The Rhetoric Of Gaze : A Critical Study Of Hitchcock's Rear Window
DOI:
https://doi.org/10.56062/Keywords:
male gaze, voyeuristic pleasure, Peeping Tom, surveillanceAbstract
This paper endeavours to critically engage with and examine the gazes cast by the photojournalist protagonist Mr. L. B. Jefferies (James Stewart) in Alfred Hitchcock's iconic film Rear Window (1954). It attempts to analyze how Jefferies observes his neighbours' behaviours through the views offered by binocular and zoom lens. Acting like a Peeping Tom, he takes the voyeuristic pleasure of these male gazes.
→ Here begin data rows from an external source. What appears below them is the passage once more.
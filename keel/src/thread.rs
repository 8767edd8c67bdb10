//! Scheduler threads and their state machine.

use crate::api::{Resource, Task};
use crate::kernel::scheduler::{SchedulerShared, ThreadRecord};
use crate::sync::{InterruptLock, Semaphore, SyncError, Toggle};
use alloc::boxed::Box;
use alloc::sync::Arc;
use core::sync::atomic::{AtomicU8, Ordering};
use keel_port::{PortError, PortLayer, ProcAttr, ProcessController};
use thiserror::Error;

/// Priority reported for every thread. The porting layer owns scheduling
/// policy; this core neither stores nor forwards priorities.
pub const NORM_PRIORITY: i32 = 0;

/// Execution state of a scheduler thread.
#[derive(PartialEq, Eq, Copy, Clone, Debug)]
#[repr(u8)]
pub enum ThreadState {
    /// Created: the underlying process exists and is parked on the startup
    /// gate. A thread that is never started stays parked indefinitely.
    New = 0,

    /// Started: registered with the scheduler and released to run.
    Runnable = 1,

    /// The task returned, or the thread was torn down. Terminal; a thread
    /// never leaves this state.
    Dead = 2,
}

impl ThreadState {
    fn from_u8(raw: u8) -> ThreadState {
        match raw {
            0 => ThreadState::New,
            1 => ThreadState::Runnable,
            _ => ThreadState::Dead,
        }
    }
}

/// Failure to create a thread.
#[derive(Error, Debug)]
pub enum SpawnError {
    /// The startup-gate semaphore could not be allocated.
    #[error("startup gate: {0}")]
    StartupGate(#[source] SyncError),
    /// The porting layer refused to create the process resource.
    #[error("process creation failed")]
    Process,
}

pub(crate) struct ThreadInner<P: PortLayer> {
    port: Arc<P>,
    shared: Arc<SchedulerShared<P>>,
    intr: InterruptLock<P>,
    /// Holds the new process until `start()` releases it.
    gate: Semaphore<P>,
    state: AtomicU8,
}

impl<P: PortLayer> ThreadInner<P> {
    pub(crate) fn state(&self) -> ThreadState {
        ThreadState::from_u8(self.state.load(Ordering::Acquire))
    }

    /// Entry trampoline, run on the new execution context.
    fn run(self: Arc<Self>, mut task: Box<dyn Task>) {
        if self.gate.acquire().is_ok() {
            task.run();
        } else {
            log::error!("startup gate failed; thread exits without running");
        }
        // Die: the transition and the unregistration are one atomic unit.
        let prior = self.intr.disable();
        self.state.store(ThreadState::Dead as u8, Ordering::Release);
        self.shared.remove(Arc::as_ptr(&self));
        self.intr.enable(prior);
        log::trace!("thread finished");
    }
}

impl<P: PortLayer> Drop for ThreadInner<P> {
    fn drop(&mut self) {
        // Natural death already unregistered the thread; this keeps the
        // registry free of records for a thread mid-teardown.
        let prior = self.intr.disable();
        self.shared.remove(self as *const ThreadInner<P>);
        self.intr.enable(prior);
    }
}

/// Handle to a scheduler thread.
///
/// The handle and the running task share ownership of the thread; dropping
/// the handle while the task runs does not unregister or stop it.
pub struct Thread<P: PortLayer> {
    inner: Arc<ThreadInner<P>>,
    id: P::ProcId,
}

impl<P: PortLayer> Thread<P> {
    pub(crate) fn spawn(
        task: Box<dyn Task>,
        port: Arc<P>,
        shared: Arc<SchedulerShared<P>>,
    ) -> Result<Thread<P>, SpawnError> {
        let gate = Semaphore::new(Arc::clone(&port), 0, false).map_err(SpawnError::StartupGate)?;
        let inner = Arc::new(ThreadInner {
            intr: InterruptLock::new(Arc::clone(&port)),
            shared,
            gate,
            state: AtomicU8::new(ThreadState::New as u8),
            port: Arc::clone(&port),
        });
        let attr = ProcAttr {
            stack_size: task.stack_size(),
            priority: NORM_PRIORITY,
        };
        let entry_inner = Arc::clone(&inner);
        let id = port
            .proc_create(&attr, Box::new(move || entry_inner.run(task)))
            .ok_or(SpawnError::Process)?;
        log::debug!("thread {:?} created", id);
        Ok(Thread { inner, id })
    }

    pub(crate) fn from_record(inner: Arc<ThreadInner<P>>, id: P::ProcId) -> Thread<P> {
        Thread { inner, id }
    }

    /// Causes this thread to begin execution. No-op unless the thread is
    /// still [`ThreadState::New`].
    ///
    /// Registration and the `New -> Runnable` transition happen in one
    /// interrupt critical section; the startup gate is released after it so
    /// the task never runs against a half-updated registry.
    pub fn start(&self) {
        let mut released = false;
        let prior = self.inner.intr.disable();
        if self
            .inner
            .state
            .compare_exchange(
                ThreadState::New as u8,
                ThreadState::Runnable as u8,
                Ordering::AcqRel,
                Ordering::Acquire,
            )
            .is_ok()
        {
            self.inner.shared.add(ThreadRecord {
                thread: Arc::downgrade(&self.inner),
                id: self.id,
            });
            released = true;
        }
        self.inner.intr.enable(prior);
        if released {
            self.inner.gate.release();
            log::debug!("thread {:?} started", self.id);
        }
    }

    /// Waits for this thread to die.
    pub fn join(&self) -> Result<(), PortError> {
        self.inner.port.proc_join(self.id)
    }

    /// Suspends the calling context.
    ///
    /// With `millis == 0`, `nanos` is rounded down to microseconds and
    /// served by a delay that does not yield the processor. That path burns
    /// the caller's whole time quantum and is unsuitable for long waits.
    /// Any other value sleeps with millisecond granularity and yields.
    pub fn sleep(&self, millis: u64, nanos: u32) {
        if millis == 0 {
            let micros = nanos / 1000;
            self.inner.port.spin_us(micros);
        } else {
            self.inner
                .port
                .sleep_ms(millis.try_into().unwrap_or(u32::MAX));
        }
    }

    /// Blocks this thread on the given resource.
    ///
    /// Reserved extension point; currently does nothing.
    // TODO: park the thread on `resource` once the porting layer grows a
    // wait-object primitive.
    pub fn block(&self, _resource: &dyn Resource) {}

    /// Porting-layer identifier of this thread.
    pub fn id(&self) -> P::ProcId {
        self.id
    }

    pub fn priority(&self) -> i32 {
        NORM_PRIORITY
    }

    /// Accepted and ignored; the porting layer owns priorities.
    pub fn set_priority(&self, _priority: i32) {}

    pub fn status(&self) -> ThreadState {
        self.inner.state()
    }
}

impl<P: PortLayer> Clone for Thread<P> {
    fn clone(&self) -> Thread<P> {
        Thread {
            inner: Arc::clone(&self.inner),
            id: self.id,
        }
    }
}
The purpose of the paper is to analyse voyeurism and its role in developing the plot of the movie . The paper situates Hitchock's Rear window within the theoretical framework of Laura Mulvey's influential essay "Visual Pleasure and Narrative Cinema". It primarily explores the concept of 'scopophilia', pleasure derived from looking, as a crucial subject of cinematic spectatorship. This paper attempts to critically examine how, In this patriarchal society, women are turned into objects of gaze(s) rather than the possessors because of the controlling presence of camera coming from the assumptions of heterosexual men. John Berger, in his "Selected Essays", argues " you painted a naked woman because you enjoyed looking at her, you put a mirror in her hand and you called the painting vanity, thus morally condemning the woman whose nakedness you had depicted for your own purpose." (507) The plot of the movie , actually, centres round gazing, looking, and watching. The protagonist L. B. Jefferies is in the ethical dilemma of surveillance. Dilemmas, ethical concerns, and the practice of surveillance, therefore, have also been placed under the lens of scrutiny.The paper focuses on the justification of the practice of surveillance, eliciting the idea whether Hitchcock's treatment is sophisticated or not.